Rearranging the Alphabet

BANG! BANG! BANG!

Malfoy rapped on Everett's door once more, but this time he used the side of his fist to make the banging louder.

"Malfoy!" Hermione hissed. "What the hell!"

"Well, how rude was that?" Malfoy griped. "And this man is supposed to be Hogwarts new Defense Against the Dark Arts teacher? Hmph. I think Dumbledore must've made a mistake. Loony old man, he is-"

"Sir!" Hermione shouted, ignoring Malfoy. "Sir, we've brought a gift for you!"

The footsteps could be heard once more as Everett crept towards the door and slowly opened it about an inch or so. "A gift, you say?" He asked, eyeing Hermione and Malfoy up and down. Then his eye suddenly caught the baby phoenix hooting gently on Malfoy's shoulder. "A phoenix!"

He opened the door all the way and a smile could be seen for the first time on his old, furrowed face. He 'coochey-cooed' the phoenix for what seemed like an eternity, during which time Hermione and Malfoy exchanged bewildered glances. Then, suddenly, he desisted and withdrew his hand before fully analyzing both Hermione and Malfoy from head to toe.

"And you say this is for me?" He asked suspiciously, holding out his finger so that the phoenix could jump onto it, much to Malfoy's relief.

"Yes, sir." Hermione confirmed, pleased to see that Everett was open to taking her gift. "It's sent from Albus Dumbledore, Headmaster of Hogwarts School of Witchcraft and Wizardly."

"Yes, I assumed as much." Everett sighed. "A couple of teenage hooligans showing up at my door, where else would they be from?"

"I assure you that I am no hooligan!" Malfoy exclaimed, offended.

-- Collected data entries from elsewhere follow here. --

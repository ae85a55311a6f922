use anyhow::{Context, Result};
use async_trait::async_trait;
use sqlx::{
    sqlite::{SqliteConnectOptions, SqlitePoolOptions},
    Pool, Row, Sqlite,
};
use std::{
    fs,
    path::{Path, PathBuf},
    str::FromStr,
};

use shared::{
    domain::{Congruency, ItemId, PageNumber, ParticipantId},
    protocol::ChoiceRecord,
};

pub mod catalog;
pub mod csv_log;
pub mod remote_log;

pub use catalog::{Catalog, CatalogError, CatalogWarning, MAX_PAGES};
pub use csv_log::CsvChoiceLog;
pub use remote_log::RemoteChoiceLog;

/// Durable destination for logged choices.
#[async_trait]
pub trait ChoiceSink: Send + Sync {
    fn name(&self) -> &'static str;

    async fn append(&self, record: &ChoiceRecord) -> Result<()>;
}

/// SQLite-backed choice log.
#[derive(Clone)]
pub struct Storage {
    pool: Pool<Sqlite>,
}

#[derive(Debug, Clone)]
pub struct StoredChoice {
    pub row_id: i64,
    pub record: ChoiceRecord,
    pub created_at: String,
}

impl Storage {
    pub async fn new(database_url: &str) -> Result<Self> {
        ensure_sqlite_parent_dir_exists(database_url)?;

        let connect_options = SqliteConnectOptions::from_str(database_url)?.create_if_missing(true);
        // Every in-memory connection is its own database, so keep exactly one.
        let max_connections = if database_url.starts_with("sqlite::memory:") {
            1
        } else {
            5
        };
        let pool = SqlitePoolOptions::new()
            .max_connections(max_connections)
            .connect_with(connect_options)
            .await?;
        sqlx::migrate!("./migrations").run(&pool).await?;
        Ok(Self { pool })
    }

    pub async fn health_check(&self) -> Result<()> {
        let _: i64 = sqlx::query_scalar("SELECT 1")
            .fetch_one(&self.pool)
            .await
            .context("sqlite ping failed")?;
        Ok(())
    }

    pub async fn insert_choice(&self, record: &ChoiceRecord) -> Result<i64> {
        let rec = sqlx::query(
            "INSERT INTO choices (
                timestamp_et, participant_id, page,
                chosen_internal_id, chosen_title, chosen_vid_id,
                control_internal_id, control_vid_id,
                treated_internal_id, treated_vid_id,
                treated_image_congruency, treated_text_congruency
             ) VALUES (?, ?, ?, ?, ?, ?, ?, ?, ?, ?, ?, ?)
             RETURNING id",
        )
        .bind(&record.timestamp_et)
        .bind(record.participant_id.as_str())
        .bind(i64::from(record.page.0))
        .bind(record.chosen_internal_id.as_str())
        .bind(&record.chosen_title)
        .bind(&record.chosen_vid_id)
        .bind(record.control_internal_id.as_ref().map(ItemId::as_str))
        .bind(record.control_vid_id.as_deref())
        .bind(record.treated_internal_id.as_ref().map(ItemId::as_str))
        .bind(record.treated_vid_id.as_deref())
        .bind(record.treated_image_congruency.map(Congruency::as_str))
        .bind(record.treated_text_congruency.map(Congruency::as_str))
        .fetch_one(&self.pool)
        .await
        .context("failed to insert choice row")?;
        Ok(rec.get::<i64, _>(0))
    }

    pub async fn list_choices(&self, participant: Option<&str>) -> Result<Vec<StoredChoice>> {
        let rows = sqlx::query(
            "SELECT id, timestamp_et, participant_id, page,
                    chosen_internal_id, chosen_title, chosen_vid_id,
                    control_internal_id, control_vid_id,
                    treated_internal_id, treated_vid_id,
                    treated_image_congruency, treated_text_congruency,
                    created_at
             FROM choices
             WHERE (?1 IS NULL OR participant_id = ?1)
             ORDER BY id ASC",
        )
        .bind(participant)
        .fetch_all(&self.pool)
        .await
        .context("failed to list choices")?;

        rows.into_iter()
            .map(|row| -> Result<StoredChoice> {
                let page: i64 = row.try_get("page")?;
                let record = ChoiceRecord {
                    timestamp_et: row.try_get("timestamp_et")?,
                    participant_id: ParticipantId(row.try_get("participant_id")?),
                    page: PageNumber(u32::try_from(page).context("page out of range")?),
                    chosen_internal_id: ItemId(row.try_get("chosen_internal_id")?),
                    chosen_title: row.try_get("chosen_title")?,
                    chosen_vid_id: row.try_get("chosen_vid_id")?,
                    control_internal_id: row
                        .try_get::<Option<String>, _>("control_internal_id")?
                        .map(ItemId),
                    control_vid_id: row.try_get("control_vid_id")?,
                    treated_internal_id: row
                        .try_get::<Option<String>, _>("treated_internal_id")?
                        .map(ItemId),
                    treated_vid_id: row.try_get("treated_vid_id")?,
                    treated_image_congruency: parse_congruency(
                        row.try_get("treated_image_congruency")?,
                    ),
                    treated_text_congruency: parse_congruency(
                        row.try_get("treated_text_congruency")?,
                    ),
                };
                Ok(StoredChoice {
                    row_id: row.try_get("id")?,
                    record,
                    created_at: row.try_get("created_at")?,
                })
            })
            .collect()
    }
}

#[async_trait]
impl ChoiceSink for Storage {
    fn name(&self) -> &'static str {
        "sqlite"
    }

    async fn append(&self, record: &ChoiceRecord) -> Result<()> {
        self.insert_choice(record).await?;
        Ok(())
    }
}

fn parse_congruency(raw: Option<String>) -> Option<Congruency> {
    match raw.as_deref() {
        Some("more") => Some(Congruency::More),
        Some("less") => Some(Congruency::Less),
        _ => None,
    }
}

fn ensure_sqlite_parent_dir_exists(database_url: &str) -> Result<()> {
    let Some(path) = sqlite_path(database_url) else {
        return Ok(());
    };

    let Some(parent) = path.parent().filter(|p| !p.as_os_str().is_empty()) else {
        return Ok(());
    };

    fs::create_dir_all(parent).with_context(|| {
        format!(
            "failed to create parent directory '{}' for database url '{database_url}'",
            parent.display()
        )
    })?;

    Ok(())
}

fn sqlite_path(database_url: &str) -> Option<PathBuf> {
    if database_url.starts_with("sqlite::memory:") || !database_url.starts_with("sqlite:") {
        return None;
    }

    let path = database_url
        .trim_start_matches("sqlite://")
        .trim_start_matches("sqlite:")
        .split('?')
        .next()
        .unwrap_or_default();

    if path.is_empty() {
        return None;
    }

    Some(Path::new(path).to_path_buf())
}

#[cfg(test)]
#[path = "tests/lib_tests.rs"]
mod tests;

Everett raised his eyebrow at Malfoy with interest, but chose to ignore him. Instead, he turned to Hermione and said, "I presume Dumbledore has sent you here in hopes of getting me to accept his job proposal?"

Hermione nodded. "Yes, sir. This is Draco Malfoy, and I'm Hermione Granger. We're the Heads of Hogwarts."

"And I suppose you expect an invitation inside so that I'll allow you to bombard me with your pathetic attempts of luring me to Hogwarts, do you?" Everett asked.

"No, quite the contrary." Hermione replied. "Draco and I would like to extend an invitation to you for lunch tomorrow at noon at a quaint little café in Serenity-"

"Tipsy's?" Everett asked, hopefully.

Hermione smiled. "Yes, that's the one. What do you say, sir?"

Everett grinned. "I like you, young lady. You've got spunk. Lunch tomorrow at Tipsy's says you? Looking forward to it, says I."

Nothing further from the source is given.